Debbie is a delight. And not just because we share a name. Though I haven’t really been called ‘Debbie’ since my school years which apparently finished *checks notes* over 35 years ago. 🙄
She’s done well in school and excited to be heading to Trinity College but sure she won’t fit in. We learn she’s not really had friends at school and I probably would have liked a little more backstory here. There’s a boy from her school and small town – for eg – that she’s never spoken to and this seems unlikely if they’re the same age and went to the same school.
This is one of two books I read in a row featuring Greek mythology. Here Debbie’s uncle Billy shares with her his love of star gazing. Their relationship is a special one and I very much liked the way Nealon reveals more (later) about Billy and his past.
The blurb implies that her family life (and life on the farm in general) is incompatible with her new life in Dublin. It’s not necessarily the case however and Debbie makes a friend at University fairly quickly. I guess though there’s some doubt though about Xanthe – who’s Debbie’s complete opposite – and the basis of their friendship.

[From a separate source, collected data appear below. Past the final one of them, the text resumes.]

//! Error handling module

use axum::{
    http::{header, Method, StatusCode},
    response::{IntoResponse, Response},
    Json,
};
use thiserror::Error;

#[derive(Error, Debug)]
pub enum AppError {
    /// Token exchange rejected (or never attempted because credentials are missing)
    #[error("Authentication failed{}: {}", status_suffix(.status), .body)]
    Authentication { status: Option<u16>, body: String },

    /// Any device/thing/property fetch failed
    #[error("Error fetching {}{}: {}", .resource, status_suffix(.status), .message)]
    UpstreamFetch {
        resource: String,
        status: Option<u16>,
        message: String,
    },

    #[error("Method not allowed")]
    UnsupportedMethod(Method),

    #[error("Configuration error: {0}")]
    Config(String),
}

fn status_suffix(status: &Option<u16>) -> String {
    status.map(|s| format!(" ({s})")).unwrap_or_default()
}

impl AppError {
    pub fn authentication(status: Option<u16>, body: impl Into<String>) -> Self {
        AppError::Authentication {
            status,
            body: body.into(),
        }
    }

    pub fn upstream(
        resource: impl Into<String>,
        status: Option<u16>,
        message: impl Into<String>,
    ) -> Self {
        AppError::UpstreamFetch {
            resource: resource.into(),
            status,
            message: message.into(),
        }
    }

    pub fn status_code(&self) -> StatusCode {
        match self {
            AppError::UnsupportedMethod(_) => StatusCode::METHOD_NOT_ALLOWED,
            AppError::Authentication { .. }
            | AppError::UpstreamFetch { .. }
            | AppError::Config(_) => StatusCode::INTERNAL_SERVER_ERROR,
        }
    }
}

impl IntoResponse for AppError {
    fn into_response(self) -> Response {
        let status = self.status_code();
        let body = Json(serde_json::json!({
            "message": self.to_string(),
            "status": status.as_u16()
        }));

        match &self {
            AppError::UnsupportedMethod(method) => {
                tracing::debug!("Rejected {} request", method);
                (status, [(header::ALLOW, "GET")], body).into_response()
            }
            _ => {
                tracing::error!("Request failed: {}", self);
                (status, body).into_response()
            }
        }
    }
}
//! View models shared by the aggregator, the JSON endpoint and the renderer

use serde::{Deserialize, Deserializer, Serialize};
use serde_json::Value;

use crate::arduino::{ApiDevice, ApiThing};

/// Name given to devices synthesized from a thing that carries no device name
pub const UNKNOWN_DEVICE_NAME: &str = "Unknown Device";

// ============================================================================
// Property values
// ============================================================================

/// Dynamically typed property value
#[derive(Debug, Clone, PartialEq, Serialize, Deserialize)]
#[serde(from = "Value", into = "Value")]
pub enum PropertyValue {
    Number(serde_json::Number),
    Boolean(bool),
    Text(String),
    /// Objects, arrays and `null`
    Structured(Value),
}

impl From<Value> for PropertyValue {
    fn from(value: Value) -> Self {
        match value {
            Value::Number(n) => PropertyValue::Number(n),
            Value::Bool(b) => PropertyValue::Boolean(b),
            Value::String(s) => PropertyValue::Text(s),
            other => PropertyValue::Structured(other),
        }
    }
}

impl From<PropertyValue> for Value {
    fn from(value: PropertyValue) -> Self {
        match value {
            PropertyValue::Number(n) => Value::Number(n),
            PropertyValue::Boolean(b) => Value::Bool(b),
            PropertyValue::Text(s) => Value::String(s),
            PropertyValue::Structured(v) => v,
        }
    }
}

impl PropertyValue {
    /// JSON text of the value: strings quoted, integral floats without a fraction
    pub fn display(&self) -> String {
        match self {
            PropertyValue::Number(n) => match n.as_f64() {
                Some(f) if n.is_f64() => number_text(f),
                _ => n.to_string(),
            },
            PropertyValue::Boolean(b) => b.to_string(),
            PropertyValue::Text(s) => Value::String(s.clone()).to_string(),
            PropertyValue::Structured(v) => v.to_string(),
        }
    }
}

/// Shortest round-trip text; exponent form outside `[1e-6, 1e21)`, as in JSON.stringify
fn number_text(f: f64) -> String {
    let magnitude = f.abs();
    if magnitude != 0.0 && !(1e-6..1e21).contains(&magnitude) {
        let text = format!("{f:e}");
        match text.split_once('e') {
            Some((mantissa, exponent)) if !exponent.starts_with('-') => {
                format!("{mantissa}e+{exponent}")
            }
            _ => text,
        }
    } else {
        format!("{f}")
    }
}

/// Wraps any value that is present in the payload, `null` included.
/// Pair with `#[serde(default)]` so an absent field stays `None`.
pub(crate) fn present<'de, D, T>(deserializer: D) -> Result<Option<T>, D::Error>
where
    D: Deserializer<'de>,
    T: Deserialize<'de>,
{
    T::deserialize(deserializer).map(Some)
}

/// Treats an explicit `null` like a missing field
fn null_as_default<'de, D, T>(deserializer: D) -> Result<T, D::Error>
where
    D: Deserializer<'de>,
    T: Deserialize<'de> + Default,
{
    Option::<T>::deserialize(deserializer).map(Option::unwrap_or_default)
}

// ============================================================================
// Device / Thing / Property
// ============================================================================

#[derive(Debug, Clone, PartialEq, Serialize, Deserialize)]
#[serde(from = "PropertyRecord")]
pub struct Property {
    pub id: String,
    pub name: String,
    #[serde(rename = "type")]
    pub property_type: String,
    pub permission: String,
    /// `None` when the record has no value field at all
    #[serde(skip_serializing_if = "Option::is_none")]
    pub value: Option<PropertyValue>,
    pub update_strategy: String,
    pub variable_name: String,
}

/// Property as it arrives on the wire. The API reports `last_value`;
/// `value` wins when both are present.
#[derive(Deserialize)]
struct PropertyRecord {
    id: String,
    #[serde(default, deserialize_with = "null_as_default")]
    name: String,
    #[serde(rename = "type", default, deserialize_with = "null_as_default")]
    property_type: String,
    #[serde(default, deserialize_with = "null_as_default")]
    permission: String,
    #[serde(default, deserialize_with = "present")]
    value: Option<PropertyValue>,
    #[serde(default, deserialize_with = "present")]
    last_value: Option<PropertyValue>,
    #[serde(default, deserialize_with = "null_as_default")]
    update_strategy: String,
    #[serde(default, deserialize_with = "null_as_default")]
    variable_name: String,
}

impl From<PropertyRecord> for Property {
    fn from(record: PropertyRecord) -> Self {
        Self {
            id: record.id,
            name: record.name,
            property_type: record.property_type,
            permission: record.permission,
            value: record.value.or(record.last_value),
            update_strategy: record.update_strategy,
            variable_name: record.variable_name,
        }
    }
}

#[derive(Debug, Clone, PartialEq, Serialize, Deserialize)]
pub struct Thing {
    pub id: String,
    pub name: String,
    pub device_id: String,
    /// Denormalized owner name, used when the owning device has to be synthesized
    #[serde(default, skip_serializing_if = "Option::is_none")]
    pub device_name: Option<String>,
    #[serde(default)]
    pub created_at: Option<String>,
    #[serde(default)]
    pub properties: Vec<Property>,
}

impl Thing {
    pub fn from_api(thing: ApiThing, properties: Vec<Property>) -> Self {
        Self {
            id: thing.id,
            name: thing.name.unwrap_or_default(),
            device_id: thing.device_id.unwrap_or_default(),
            device_name: thing.device_name,
            created_at: thing.created_at,
            properties,
        }
    }
}

#[derive(Debug, Clone, PartialEq, Serialize, Deserialize)]
pub struct Device {
    pub id: String,
    pub name: String,
    #[serde(default, skip_serializing_if = "Option::is_none")]
    pub serial: Option<String>,
    #[serde(rename = "type", default, skip_serializing_if = "Option::is_none")]
    pub device_type: Option<String>,
    #[serde(default)]
    pub things: Vec<Thing>,
}

impl Device {
    pub fn from_api(device: ApiDevice, things: Vec<Thing>) -> Self {
        Self {
            id: device.id,
            name: device.name.unwrap_or_else(|| UNKNOWN_DEVICE_NAME.to_string()),
            serial: device.serial,
            device_type: device.device_type,
            things,
        }
    }

    /// Device entry created on first sight of an unseen device id
    pub fn synthesized(id: &str, name: Option<&str>) -> Self {
        Self {
            id: id.to_string(),
            name: name.unwrap_or(UNKNOWN_DEVICE_NAME).to_string(),
            serial: None,
            device_type: None,
            things: Vec::new(),
        }
    }
}
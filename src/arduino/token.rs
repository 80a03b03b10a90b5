//! OAuth2 client-credentials token exchange
//!
//! One exchange per pipeline run. Tokens are neither cached nor reused.

use secrecy::{ExposeSecret, SecretString};
use serde::Deserialize;

use crate::config::ArduinoConfig;
use crate::error::AppError;

use super::client::ApiClient;

/// Service-level client credentials
#[derive(Debug)]
pub struct Credentials {
    pub client_id: String,
    pub client_secret: SecretString,
    pub audience: String,
}

impl Credentials {
    pub fn new(
        client_id: impl Into<String>,
        client_secret: impl Into<String>,
        audience: impl Into<String>,
    ) -> Self {
        Self {
            client_id: client_id.into(),
            client_secret: SecretString::from(client_secret.into()),
            audience: audience.into(),
        }
    }

    pub fn from_settings(settings: &ArduinoConfig) -> Self {
        Self::new(
            settings.client_id.clone(),
            settings.client_secret.clone(),
            settings.audience.clone(),
        )
    }
}

/// Opaque bearer token, valid for the current pipeline run only
#[derive(Debug)]
pub struct AccessToken(SecretString);

impl AccessToken {
    pub fn new(token: impl Into<String>) -> Self {
        Self(SecretString::from(token.into()))
    }

    pub(crate) fn secret(&self) -> &str {
        self.0.expose_secret()
    }
}

#[derive(Debug, Deserialize)]
struct TokenResponse {
    access_token: Option<String>,
    expires_in: Option<i64>,
}

pub struct TokenProvider<'a> {
    client: &'a ApiClient,
}

impl<'a> TokenProvider<'a> {
    pub fn new(client: &'a ApiClient) -> Self {
        Self { client }
    }

    pub async fn fetch_token(&self, credentials: &Credentials) -> Result<AccessToken, AppError> {
        if credentials.client_id.trim().is_empty() {
            return Err(AppError::authentication(None, "client id is empty"));
        }
        if credentials.client_secret.expose_secret().trim().is_empty() {
            return Err(AppError::authentication(None, "client secret is empty"));
        }

        let form = [
            ("grant_type", "client_credentials"),
            ("client_id", credentials.client_id.as_str()),
            ("client_secret", credentials.client_secret.expose_secret()),
            ("audience", credentials.audience.as_str()),
        ];

        let resp = self
            .client
            .http()
            .post(self.client.token_url())
            .form(&form)
            .send()
            .await
            .map_err(|e| AppError::authentication(None, format!("token request failed: {e}")))?;

        let status = resp.status();
        let code = Some(status.as_u16());
        let body = resp.text().await.map_err(|e| {
            AppError::authentication(code, format!("token body unreadable: {e}"))
        })?;

        if !status.is_success() {
            tracing::warn!("Token exchange rejected with {}", status);
            return Err(AppError::authentication(code, body));
        }

        let parsed: TokenResponse = serde_json::from_str(&body).map_err(|e| {
            AppError::authentication(code, format!("token parse failed: {e}"))
        })?;

        let access_token = parsed
            .access_token
            .filter(|t| !t.is_empty())
            .ok_or_else(|| AppError::authentication(code, "no access_token in response"))?;

        match parsed.expires_in {
            Some(secs) => tracing::info!("Access token acquired, expires in {} sec", secs),
            None => tracing::info!("Access token acquired"),
        }

        Ok(AccessToken::new(access_token))
    }
}
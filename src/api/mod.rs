//! API module - HTTP handlers and routes

pub mod handlers;

use std::sync::Arc;

use axum::{
    routing::{any, get},
    Router,
};

use crate::pipeline::DevicePipeline;

/// Shared handler state. The pipeline holds only immutable configuration.
#[derive(Clone)]
pub struct AppState {
    pub pipeline: Arc<DevicePipeline>,
}

impl AppState {
    pub fn new(pipeline: DevicePipeline) -> Self {
        Self {
            pipeline: Arc::new(pipeline),
        }
    }
}

pub fn routes() -> Router<AppState> {
    Router::new()
        // Health check
        .route("/health", get(handlers::health_check))
        .route("/api/health", get(handlers::health_check))
        // Server-rendered device page
        .route("/", get(handlers::index_page))
        // Aggregated JSON; method is checked in the handler
        .route("/api/devices", any(handlers::list_devices))
}
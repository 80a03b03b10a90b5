//! Arduino IoT Cloud API integration
//!
//! - `client`: immutable endpoint config + authenticated JSON GETs
//! - `token`: client-credentials exchange
//! - `models`: raw API records

pub mod client;
pub mod models;
pub mod token;

pub use client::{ApiClient, ApiConfig};
pub use models::{ApiDevice, ApiThing};
pub use token::{AccessToken, Credentials, TokenProvider};
use std::fs;
use std::path::Path;
use std::process::ExitCode;

use anyhow::Context;
use colored::Colorize;
use tracing::{debug, info};

use pairdiff_diff::{DiffValue, UNAVAILABLE_FIELD};
use pairdiff_server::response::EQUAL_PAYLOADS;
use pairdiff_server::{PairdiffServer, ResponseBody, ServerConfig, ServerError};
use pairdiff_types::Side;
use pairdiff_validate::{ComparisonFailure, Transport, ValidateError, Validator};

use crate::cli::*;

/// Identifier used for the single in-process comparison of `compare`.
const COMPARE_ID: &str = "local";

#[derive(Debug, PartialEq, Eq)]
enum Verdict {
    Equal,
    Different,
}

pub fn run_command(cli: Cli) -> anyhow::Result<ExitCode> {
    match cli.command {
        Command::Serve(args) => {
            cmd_serve(args)?;
            Ok(ExitCode::SUCCESS)
        }
        Command::Compare(args) => match cmd_compare(args, cli.format)? {
            Verdict::Equal => Ok(ExitCode::SUCCESS),
            Verdict::Different => Ok(ExitCode::from(1)),
        },
    }
}

fn serve_config(args: &ServeArgs) -> anyhow::Result<ServerConfig> {
    let mut config = match &args.config {
        Some(path) => ServerConfig::load(path)
            .with_context(|| format!("loading config from {}", path.display()))?,
        None => ServerConfig::default(),
    };
    if let Some(bind) = args.bind {
        config.bind_addr = bind;
    }
    if args.plain {
        config.transport = Transport::Plain;
    }
    Ok(config)
}

fn cmd_serve(args: ServeArgs) -> anyhow::Result<()> {
    let config = serve_config(&args)?;
    debug!(?config, "resolved server config");
    println!(
        "pairdiff server on {} (transport: {:?})",
        config.bind_addr.to_string().bold(),
        config.transport
    );
    let runtime = tokio::runtime::Runtime::new().context("starting tokio runtime")?;
    runtime.block_on(PairdiffServer::new(config).serve())?;
    info!("server stopped");
    Ok(())
}

fn read_payload(path: &Path) -> anyhow::Result<String> {
    fs::read_to_string(path).with_context(|| format!("reading {}", path.display()))
}

/// Run both payloads through a fresh validator: set left, set right, diff.
fn compare_payloads(left: String, right: String) -> Result<(), ValidateError> {
    let validator = Validator::in_memory();
    validator.set_side(Side::Left, COMPARE_ID, left)?;
    validator.set_side(Side::Right, COMPARE_ID, right)?;
    validator.get_diff(COMPARE_ID)
}

fn cmd_compare(args: CompareArgs, format: OutputFormat) -> anyhow::Result<Verdict> {
    let left = read_payload(&args.left)?;
    let right = read_payload(&args.right)?;

    let err = match compare_payloads(left, right) {
        Ok(()) => {
            match format {
                OutputFormat::Json => print_json(&ResponseBody::message(EQUAL_PAYLOADS))?,
                OutputFormat::Text => println!("{} {}", "✓".green().bold(), EQUAL_PAYLOADS),
            }
            return Ok(Verdict::Equal);
        }
        Err(ValidateError::Unexpected(msg)) => anyhow::bail!("comparison failed: {msg}"),
        Err(err) => err,
    };

    match format {
        OutputFormat::Json => print_json(&ServerError::from(err).body())?,
        OutputFormat::Text => print_failure(&err),
    }
    Ok(Verdict::Different)
}

fn print_json(body: &ResponseBody) -> anyhow::Result<()> {
    println!("{}", serde_json::to_string_pretty(body)?);
    Ok(())
}

fn print_failure(err: &ValidateError) {
    println!("{} {}", "✗".red().bold(), err);
    match err {
        ValidateError::Comparison(ComparisonFailure::ContentMismatch(diff)) => {
            for (path, entry) in diff.iter() {
                println!(
                    "  {}: {} → {}",
                    path.yellow(),
                    describe(&entry.left),
                    describe(&entry.right)
                );
            }
        }
        ValidateError::Comparison(ComparisonFailure::Deserialization { cause, .. }) => {
            println!("  {}", cause.dimmed());
        }
        _ => {}
    }
}

fn describe(value: &DiffValue) -> String {
    match value {
        DiffValue::Text(text) => text.clone(),
        DiffValue::Unavailable => UNAVAILABLE_FIELD.dimmed().to_string(),
        DiffValue::Node(node) => node.to_json().to_string().cyan().to_string(),
    }
}
use pairdiff_types::Side;

use crate::outcome::Outcome;

/// Everything stored for one identifier.
///
/// Payloads and the cached outcome live together so a single lock can cover
/// write, invalidation, and recomputation.
#[derive(Clone, Debug, Default, PartialEq)]
pub struct PayloadRecord {
    left: Option<String>,
    right: Option<String>,
    outcome: Option<Outcome>,
}

impl PayloadRecord {
    pub fn new() -> Self {
        Self::default()
    }

    /// The most recently written payload for `side`.
    pub fn payload(&self, side: Side) -> Option<&str> {
        match side {
            Side::Left => self.left.as_deref(),
            Side::Right => self.right.as_deref(),
        }
    }

    /// Overwrite the payload for `side`. Does not touch the cached outcome.
    pub fn set_payload(&mut self, side: Side, raw: String) {
        match side {
            Side::Left => self.left = Some(raw),
            Side::Right => self.right = Some(raw),
        }
    }

    pub fn cached_outcome(&self) -> Option<&Outcome> {
        self.outcome.as_ref()
    }

    /// Memoize `outcome`, replacing whatever was cached.
    pub fn cache_outcome(&mut self, outcome: Outcome) {
        self.outcome = Some(outcome);
    }

    /// Drop the cached outcome. Returns `true` if one was present.
    pub fn invalidate(&mut self) -> bool {
        self.outcome.take().is_some()
    }
}

#[cfg(test)]
mod tests {
    use super::*;
    use crate::outcome::ComparisonFailure;

    #[test]
    fn payloads_are_independent_per_side() {
        let mut record = PayloadRecord::new();
        assert_eq!(record.payload(Side::Left), None);
        record.set_payload(Side::Left, "l".into());
        assert_eq!(record.payload(Side::Left), Some("l"));
        assert_eq!(record.payload(Side::Right), None);
    }

    #[test]
    fn set_payload_overwrites() {
        let mut record = PayloadRecord::new();
        record.set_payload(Side::Right, "first".into());
        record.set_payload(Side::Right, "second".into());
        assert_eq!(record.payload(Side::Right), Some("second"));
    }

    #[test]
    fn invalidate_reports_presence() {
        let mut record = PayloadRecord::new();
        assert!(!record.invalidate());
        record.cache_outcome(Err(ComparisonFailure::SizeMismatch { left: 1, right: 2 }));
        assert!(record.cached_outcome().is_some());
        assert!(record.invalidate());
        assert!(record.cached_outcome().is_none());
    }
}
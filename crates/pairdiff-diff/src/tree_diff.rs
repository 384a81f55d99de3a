//! Tree-level diff: compare two parsed payloads field by field.
//!
//! Walks the union of field names visible at each level. Keys are drawn only
//! from object containers; arrays contribute no iterable keys, so two
//! differing arrays under the same field produce no entries at all.

use std::collections::BTreeSet;

use pairdiff_types::{FieldPath, TreeNode};

use crate::entry::{DiffEntry, DiffMap, DiffValue};

/// Compare two trees and collect every differing path.
///
/// - both sides present, equal: skipped
/// - both containers: recurse, no entry for the container itself
/// - both leaves: one entry with the rendered text of each side
/// - leaf vs container: one entry holding both nodes as-is
/// - present on one side only: the present side's rendered text against
///   [`DiffValue::Unavailable`]
///
/// Pure and deterministic for a given pair of trees.
pub fn diff_trees(left: &TreeNode, right: &TreeNode) -> DiffMap {
    let mut diff = DiffMap::new();
    let mut path = FieldPath::root();
    diff_level(&mut path, left, right, &mut diff);
    diff
}

fn diff_level(path: &mut FieldPath, left: &TreeNode, right: &TreeNode, diff: &mut DiffMap) {
    for name in union_field_names(left, right) {
        path.push(name);

        match (left.field(name), right.field(name)) {
            (Some(l), Some(r)) => {
                if l != r {
                    diff_present_pair(path, l, r, diff);
                }
            }
            (l, r) => {
                diff.insert(path, DiffEntry::new(render_or_unavailable(l), render_or_unavailable(r)));
            }
        }

        path.pop();
    }
}

fn diff_present_pair(path: &mut FieldPath, left: &TreeNode, right: &TreeNode, diff: &mut DiffMap) {
    match (left, right) {
        (TreeNode::Container(_), TreeNode::Container(_)) => diff_level(path, left, right, diff),
        (TreeNode::Value(l), TreeNode::Value(r)) => {
            diff.insert(
                path,
                DiffEntry::new(DiffValue::Text(l.render()), DiffValue::Text(r.render())),
            );
        }
        _ => {
            diff.insert(
                path,
                DiffEntry::new(DiffValue::Node(left.clone()), DiffValue::Node(right.clone())),
            );
        }
    }
}

fn union_field_names<'a>(left: &'a TreeNode, right: &'a TreeNode) -> BTreeSet<&'a str> {
    left.field_names()
        .into_iter()
        .chain(right.field_names())
        .collect()
}

fn render_or_unavailable(node: Option<&TreeNode>) -> DiffValue {
    match node {
        Some(n) => DiffValue::Text(n.render_text()),
        None => DiffValue::Unavailable,
    }
}
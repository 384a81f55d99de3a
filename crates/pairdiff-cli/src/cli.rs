use std::net::SocketAddr;
use std::path::PathBuf;

use clap::{Args, Parser, Subcommand};

#[derive(Parser, Debug)]
#[command(
    name = "pairdiff",
    about = "pairdiff: compare left and right JSON payloads field by field",
    version
)]
pub struct Cli {
    #[command(subcommand)]
    pub command: Command,

    #[arg(short, long, global = true)]
    pub verbose: bool,

    #[arg(long, global = true, default_value = "text")]
    pub format: OutputFormat,
}

#[derive(Clone, Copy, Debug, PartialEq, Eq, clap::ValueEnum)]
pub enum OutputFormat {
    Text,
    Json,
}

#[derive(Subcommand, Debug)]
pub enum Command {
    /// Start the pairdiff HTTP server
    Serve(ServeArgs),
    /// Compare two local JSON files
    Compare(CompareArgs),
}

#[derive(Args, Debug)]
pub struct ServeArgs {
    /// Address to listen on (overrides the config file)
    #[arg(long)]
    pub bind: Option<SocketAddr>,
    /// TOML configuration file
    #[arg(short, long)]
    pub config: Option<PathBuf>,
    /// Accept bare JSON bodies instead of base64
    #[arg(long)]
    pub plain: bool,
}

#[derive(Args, Debug)]
pub struct CompareArgs {
    pub left: PathBuf,
    pub right: PathBuf,
}
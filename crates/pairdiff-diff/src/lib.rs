//! Diff engine for pairdiff.
//!
//! Compares two parsed payload trees and produces a mapping from dot-joined
//! field path to the differing values on each side. Only disagreeing paths
//! appear in the result; equal subtrees contribute nothing.
//!
//! # Key Types
//!
//! - [`DiffMap`] -- path-keyed collection of differences
//! - [`DiffEntry`] / [`DiffValue`] -- the left/right pair recorded for one path

pub mod entry;
pub mod tree_diff;

pub use entry::{DiffEntry, DiffMap, DiffValue, UNAVAILABLE_FIELD};
pub use tree_diff::diff_trees;
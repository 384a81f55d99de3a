use std::process::ExitCode;

use clap::Parser;
use tracing_subscriber::EnvFilter;

mod cli;
mod commands;

fn main() -> anyhow::Result<ExitCode> {
    let cli = cli::Cli::parse();
    let filter = if cli.verbose {
        EnvFilter::new("debug")
    } else {
        EnvFilter::try_from_default_env().unwrap_or_else(|_| EnvFilter::new("info"))
    };
    tracing_subscriber::fmt().with_env_filter(filter).init();
    commands::run_command(cli)
}
//! Memoized comparison outcomes.

use pairdiff_diff::DiffMap;
use pairdiff_types::Side;

/// A comparison-stage failure for one identifier.
///
/// Failures are plain values: a cached failure is replayed by cloning it,
/// never by recomputing.
#[derive(Clone, Debug, PartialEq, thiserror::Error)]
pub enum ComparisonFailure {
    /// A side was read before any payload was written to it.
    #[error("the {side} memory does not contain a payload set for the id {id}")]
    MissingInMemory { side: Side, id: String },

    /// The raw payloads differ in character count.
    #[error("left and right payloads has different size: left {left} bytes and right {right} bytes")]
    SizeMismatch { left: usize, right: usize },

    /// Both payloads parsed but their trees differ.
    #[error("both payloads contains different content/values")]
    ContentMismatch(DiffMap),

    /// A payload could not be decoded or parsed.
    #[error("the {side} payload is invalid and cannot be deserialized")]
    Deserialization { side: Side, cause: String },
}

impl ComparisonFailure {
    /// Short stable label for logs and metrics.
    pub fn kind(&self) -> &'static str {
        match self {
            Self::MissingInMemory { .. } => "missing_in_memory",
            Self::SizeMismatch { .. } => "size_mismatch",
            Self::ContentMismatch(_) => "content_mismatch",
            Self::Deserialization { .. } => "deserialization",
        }
    }
}

/// Result of one full validation: `Ok(())` when both payloads are equal.
pub type Outcome = Result<(), ComparisonFailure>;

#[cfg(test)]
mod tests {
    use super::*;

    #[test]
    fn messages_name_side_and_id() {
        let failure = ComparisonFailure::MissingInMemory {
            side: Side::Right,
            id: "42".into(),
        };
        assert_eq!(
            failure.to_string(),
            "the right memory does not contain a payload set for the id 42"
        );
    }

    #[test]
    fn size_mismatch_message_carries_both_lengths() {
        let failure = ComparisonFailure::SizeMismatch { left: 32, right: 36 };
        assert_eq!(
            failure.to_string(),
            "left and right payloads has different size: left 32 bytes and right 36 bytes"
        );
        assert_eq!(failure.kind(), "size_mismatch");
    }

    #[test]
    fn deserialization_message_names_side() {
        let failure = ComparisonFailure::Deserialization {
            side: Side::Left,
            cause: "bad".into(),
        };
        assert_eq!(
            failure.to_string(),
            "the left payload is invalid and cannot be deserialized"
        );
    }
}
//! Turning raw stored payloads into trees.
//!
//! The orchestrator never decodes anything itself; it hands each side's raw
//! text to a [`PayloadParser`].

use base64::engine::general_purpose::STANDARD;
use base64::Engine;
use serde::{Deserialize, Serialize};

use pairdiff_types::TreeNode;

use crate::error::DecodeError;

/// Parses one side's raw payload into a [`TreeNode`].
pub trait PayloadParser: Send + Sync {
    fn parse(&self, raw: &str) -> Result<TreeNode, DecodeError>;
}

/// Raw payload is JSON text.
#[derive(Clone, Copy, Debug, Default)]
pub struct JsonPayloadParser;

impl PayloadParser for JsonPayloadParser {
    fn parse(&self, raw: &str) -> Result<TreeNode, DecodeError> {
        Ok(TreeNode::parse(raw)?)
    }
}

/// Raw payload is standard-alphabet base64 wrapping UTF-8 JSON text.
#[derive(Clone, Copy, Debug, Default)]
pub struct Base64JsonParser;

impl Base64JsonParser {
    /// Undo the transport encoding.
    pub fn decode_transport(raw: &str) -> Result<String, DecodeError> {
        let bytes = STANDARD.decode(raw)?;
        Ok(String::from_utf8(bytes)?)
    }
}

impl PayloadParser for Base64JsonParser {
    fn parse(&self, raw: &str) -> Result<TreeNode, DecodeError> {
        let text = Self::decode_transport(raw)?;
        Ok(TreeNode::parse(&text)?)
    }
}

/// How payloads arrive, selectable from configuration.
#[derive(Clone, Copy, Debug, Default, PartialEq, Eq, Serialize, Deserialize)]
#[serde(rename_all = "lowercase")]
pub enum Transport {
    /// Base64-wrapped JSON.
    #[default]
    Base64,
    /// Bare JSON text.
    Plain,
}

impl PayloadParser for Transport {
    fn parse(&self, raw: &str) -> Result<TreeNode, DecodeError> {
        match self {
            Self::Base64 => Base64JsonParser.parse(raw),
            Self::Plain => JsonPayloadParser.parse(raw),
        }
    }
}
//! Validation orchestrator for pairdiff.
//!
//! Sequences the checks that run before a diff, memoizes the outcome per
//! identifier, and invalidates that memo whenever either side is rewritten.
//!
//! Per identifier the state moves between "no outcome", "cached success",
//! and "cached failure". A write always returns it to "no outcome"; a read
//! either replays the cached outcome or computes and stores a new one:
//!
//! 1. left payload present, then right payload present
//! 2. raw payload lengths equal (character count of the stored text)
//! 3. left parses, then right parses
//! 4. trees equal, otherwise the diff map is reported

pub mod error;
pub mod parser;
pub mod validator;

pub use error::{DecodeError, ValidateError, ValidateResult};
pub use pairdiff_store::{ComparisonFailure, Outcome};
pub use parser::{Base64JsonParser, JsonPayloadParser, PayloadParser, Transport};
pub use validator::Validator;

As well as reflection on the stars and Greek myths there’s an underlying theme around identity, of knowing and understanding who we are. When she was young Debbie’s mother told her a story about a speck of dust who didn’t believe in snow. Every night, the speck (Aisling) turned into a snowflake when it became cold, but each morning melted back into dust. Aisling dismissed any memories of her life as a snowflake as (just) fragments of dreams.
There is no way to catch a snowflake. And I haven’t met anyone who is able to catch a dream. p 45
This book is very much about family and friendships. I could use all the cliches. It’s certainly bittersweet and very much a coming-of-age novel. The latter however doesn’t relate only to Debbie.
Nealon also dips into more serious subjects of mental health and its stigma as well as the legacies we carry.
I very much enjoyed the time I spent in Debbie’s world. Nealon’s developed complex yet relatable characters and tackles very real issues but balances any rawness with an element of whimsy.
Snowflake by Louise Nealon was published in Australia by Allen & Unwin and is now available.
I received a copy of this book from the publisher for review purposes.